### EXERCISE BRIEF
Using the records that appear below, write out exactly the lines from the one with "pub fn endpoint(&self, path: &str)" through the one with "header uses the", keeping both end lines.

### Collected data
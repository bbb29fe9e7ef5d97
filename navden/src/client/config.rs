//! Configuration for the backend client.

use std::time::Duration;

use crate::config::BackendSettings;

/// Default backend base URL (the FastAPI dev server).
pub const DEFAULT_BACKEND_URL: &str = "http://localhost:8000";

/// Default per-request timeout.
pub const DEFAULT_TIMEOUT_SECS: u64 = 10;

/// Default number of samples requested from `/trajectory`.
pub const DEFAULT_TRAJECTORY_LIMIT: usize = 100;

/// Connection settings shared by the REST client and the stream adapter.
#[derive(Debug, Clone, PartialEq)]
pub struct ClientConfig {
    /// Base URL without trailing slash, e.g. `http://localhost:8000`.
    pub base_url: String,
    /// Per-request timeout.
    pub timeout: Duration,
}

impl Default for ClientConfig {
    fn default() -> Self {
        Self {
            base_url: DEFAULT_BACKEND_URL.to_string(),
            timeout: Duration::from_secs(DEFAULT_TIMEOUT_SECS),
        }
    }
}

impl ClientConfig {
    pub fn new(base_url: impl Into<String>) -> Self {
        Self {
            base_url: base_url.into(),
            ..Default::default()
        }
    }

    /// Build from the `[backend]` section of the config file.
    pub fn from_settings(settings: &BackendSettings) -> Self {
        Self {
            base_url: settings.url.clone(),
            timeout: Duration::from_secs(settings.timeout_secs),
        }
    }

    pub fn with_timeout(mut self, timeout: Duration) -> Self {
        self.timeout = timeout;
        self
    }

    /// Full URL for an endpoint path such as `/metrics`.
    pub fn endpoint(&self, path: &str) -> String {
        format!(
            "{}/{}",
            self.base_url.trim_end_matches('/'),
            path.trim_start_matches('/')
        )
    }
}

#[cfg(test)]
mod tests {
    use super::*;

    #[test]
    fn test_endpoint_joins_cleanly() {
        let config = ClientConfig::new("http://localhost:8000/");
        assert_eq!(config.endpoint("/health"), "http://localhost:8000/health");
        assert_eq!(config.endpoint("metrics"), "http://localhost:8000/metrics");
    }

    #[test]
    fn test_default_config() {
        let config = ClientConfig::default();
        assert_eq!(config.base_url, DEFAULT_BACKEND_URL);
        assert_eq!(config.timeout, Duration::from_secs(10));
    }
}
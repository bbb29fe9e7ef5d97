//! Progress bar primitive.
//!
//! Horizontal bar built from Unicode block characters. The header uses the
//! fractional style for mission progress; the mission panel uses plain
//! blocks for waypoints reached.

use ratatui::{
    buffer::Buffer,
    layout::Rect,
    style::{Color, Style},
    text::{Line, Span},
    widgets::{Paragraph, Widget},
};

/// Partial block characters, from empty to full (8x resolution).
const EIGHTHS: [char; 9] = [' ', '▏', '▎', '▍', '▌', '▋', '▊', '▉', '█'];

/// Progress bar visual style.
#[derive(Debug, Clone, Copy, Default, PartialEq, Eq)]
pub enum ProgressBarStyle {
    /// █ for filled, ░ for empty.
    #[default]
    Block,
    /// Sub-character precision using ▏▎▍▌▋▊▉█.
    Fractional,
}

/// A progress bar widget.
#[derive(Debug, Clone)]
pub struct ProgressBar {
    current: f64,
    max: f64,
    width: usize,
    style: ProgressBarStyle,
    filled_style: Style,
    empty_style: Style,
}

impl ProgressBar {
    /// Create a bar showing `current` out of `max`, `width` characters wide.
    pub fn new(current: f64, max: f64, width: usize) -> Self {
        Self {
            current,
            max,
            width,
            style: ProgressBarStyle::default(),
            filled_style: Style::default(),
            empty_style: Style::default().fg(Color::DarkGray),
        }
    }

    /// Bar for a percentage in `[0, 100]`.
    pub fn percent(percent: f64, width: usize) -> Self {
        Self::new(percent, 100.0, width)
    }

    pub fn bar_style(mut self, style: ProgressBarStyle) -> Self {
        self.style = style;
        self
    }

    pub fn filled_color(mut self, color: Color) -> Self {
        self.filled_style = self.filled_style.fg(color);
        self
    }

    /// Fill ratio in `[0, 1]`. A non-positive max reads as empty.
    fn ratio(&self) -> f64 {
        if self.max <= 0.0 || !self.current.is_finite() {
            0.0
        } else {
            (self.current / self.max).clamp(0.0, 1.0)
        }
    }

    /// Filled and empty parts of the bar.
    fn parts(&self) -> (String, String) {
        let ratio = self.ratio();
        match self.style {
            ProgressBarStyle::Block => {
                let filled = ((ratio * self.width as f64).round() as usize).min(self.width);
                (
                    "█".repeat(filled),
                    "░".repeat(self.width.saturating_sub(filled)),
                )
            }
            ProgressBarStyle::Fractional => {
                let total_eighths = (ratio * (self.width * 8) as f64) as usize;
                let full = (total_eighths / 8).min(self.width);
                let remainder = total_eighths % 8;

                let mut filled = "█".repeat(full);
                if full < self.width && remainder > 0 {
                    filled.push(EIGHTHS[remainder]);
                }
                let used = filled.chars().count();
                (filled, "░".repeat(self.width.saturating_sub(used)))
            }
        }
    }

    /// Render as plain text.
    pub fn render_string(&self) -> String {
        let (filled, empty) = self.parts();
        filled + &empty
    }

    /// Spans for embedding in a larger line.
    pub fn to_spans(&self) -> Vec<Span<'static>> {
        let (filled, empty) = self.parts();
        vec![
            Span::styled(filled, self.filled_style),
            Span::styled(empty, self.empty_style),
        ]
    }
}

impl Widget for ProgressBar {
    fn render(self, area: Rect, buf: &mut Buffer) {
        if area.height == 0 || area.width == 0 {
            return;
        }
        Paragraph::new(Line::from(self.to_spans())).render(Rect { height: 1, ..area }, buf);
    }
}
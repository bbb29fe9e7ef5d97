//! Settings structs for all configuration sections.
//!
//! Each struct represents one `[section]` of the INI config file.
//! These are pure data types with no parsing or serialization logic.

use std::path::PathBuf;

use crate::model::TimeWindow;

/// Complete application configuration loaded from config.ini.
#[derive(Debug, Clone, PartialEq)]
pub struct ConfigFile {
    /// Backend connection settings
    pub backend: BackendSettings,
    /// Estimator noise parameters (Q and R)
    pub filter: FilterSettings,
    /// GPS jamming schedule
    pub jamming: JammingSettings,
    /// Local guidance demo parameters
    pub demo: DemoSettings,
    /// Logging settings
    pub logging: LoggingSettings,
}

/// Backend connection configuration.
#[derive(Debug, Clone, PartialEq)]
pub struct BackendSettings {
    /// Base URL of the REST API; the WebSocket endpoint is derived from it.
    pub url: String,
    /// Request timeout in seconds.
    pub timeout_secs: u64,
    /// Default number of samples requested from `/trajectory`.
    pub trajectory_limit: usize,
}

/// Estimator noise configuration.
#[derive(Debug, Clone, PartialEq)]
pub struct FilterSettings {
    /// Process noise Q. Also the IMU noise half-width in the demo.
    pub process_noise: f64,
    /// Measurement noise R. Also the GPS noise half-width in the demo.
    pub measurement_noise: f64,
}

/// GPS jamming schedule, in seconds of simulated time.
#[derive(Debug, Clone, PartialEq)]
pub struct JammingSettings {
    pub enabled: bool,
    pub start: f64,
    pub end: f64,
}

impl JammingSettings {
    /// The jamming window, or `None` when jamming is disabled.
    pub fn window(&self) -> Option<TimeWindow> {
        self.enabled.then(|| TimeWindow::new(self.start, self.end))
    }
}

/// Guidance demo configuration.
#[derive(Debug, Clone, PartialEq)]
pub struct DemoSettings {
    /// Fixed integration step in seconds.
    pub dt: f64,
    /// Guidance gain k.
    pub gain: f64,
    /// Distance below which a waypoint counts as reached.
    pub arrival_threshold: f64,
    /// Correction blend factor K applied when GPS is available.
    pub blend: f64,
    /// Wall-clock interval between ticks, in milliseconds.
    pub tick_ms: u64,
    /// Noise seed. `None` seeds from entropy.
    pub seed: Option<u64>,
}

/// Logging configuration.
#[derive(Debug, Clone, PartialEq)]
pub struct LoggingSettings {
    /// Log file path
    pub file: PathBuf,
}
//! Chart series and summaries derived from a trajectory.
//!
//! Everything here is a pure function over `&[TrajectoryPoint]`; the TUI and
//! the text commands render the results.

mod datasets;
mod jamming;
mod summary;

pub use datasets::{
    bounds, confidence_dataset, confidence_series, error_dataset, error_series, estimated_path,
    jamming_windows, path_datasets, true_path, Bounds, Dataset,
};
pub use jamming::{analyze_jamming, RECOVERY_TIME_SECS};
pub use summary::{summarize, TrajectorySummary};

/// 24-bit colour, independent of any rendering backend.
#[derive(Debug, Clone, Copy, PartialEq, Eq)]
pub struct Rgb {
    pub r: u8,
    pub g: u8,
    pub b: u8,
}

impl Rgb {
    pub const fn new(r: u8, g: u8, b: u8) -> Self {
        Self { r, g, b }
    }
}

pub const TRUE_PATH_LABEL: &str = "True Path";
pub const ESTIMATED_PATH_LABEL: &str = "Estimated Path";
pub const ERROR_LABEL: &str = "Position Error";
pub const CONFIDENCE_LABEL: &str = "Confidence";

pub const TRUE_PATH_COLOR: Rgb = Rgb::new(0x10, 0xb9, 0x81);
pub const ESTIMATED_PATH_COLOR: Rgb = Rgb::new(0x3b, 0x82, 0xf6);
pub const ERROR_COLOR: Rgb = Rgb::new(0xef, 0x44, 0x44);
pub const CONFIDENCE_COLOR: Rgb = Rgb::new(0x8b, 0x5c, 0xf6);
pub const JAMMING_COLOR: Rgb = Rgb::new(0xf5, 0x9e, 0x0b);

### SOLUTION
    pub fn endpoint(&self, path: &str) -> String {
        format!(
            "{}/{}",
            self.base_url.trim_end_matches('/'),
            path.trim_start_matches('/')
        )
    }
}

#[cfg(test)]
mod tests {
    use super::*;

    #[test]
    fn test_endpoint_joins_cleanly() {
        let config = ClientConfig::new("http://localhost:8000/");
        assert_eq!(config.endpoint("/health"), "http://localhost:8000/health");
        assert_eq!(config.endpoint("metrics"), "http://localhost:8000/metrics");
    }

    #[test]
    fn test_default_config() {
        let config = ClientConfig::default();
        assert_eq!(config.base_url, DEFAULT_BACKEND_URL);
        assert_eq!(config.timeout, Duration::from_secs(10));
    }
}
repository bbb29fe9e7ef5d97
//! Progress bar primitive.
//!
//! Horizontal bar built from Unicode block characters. The header uses the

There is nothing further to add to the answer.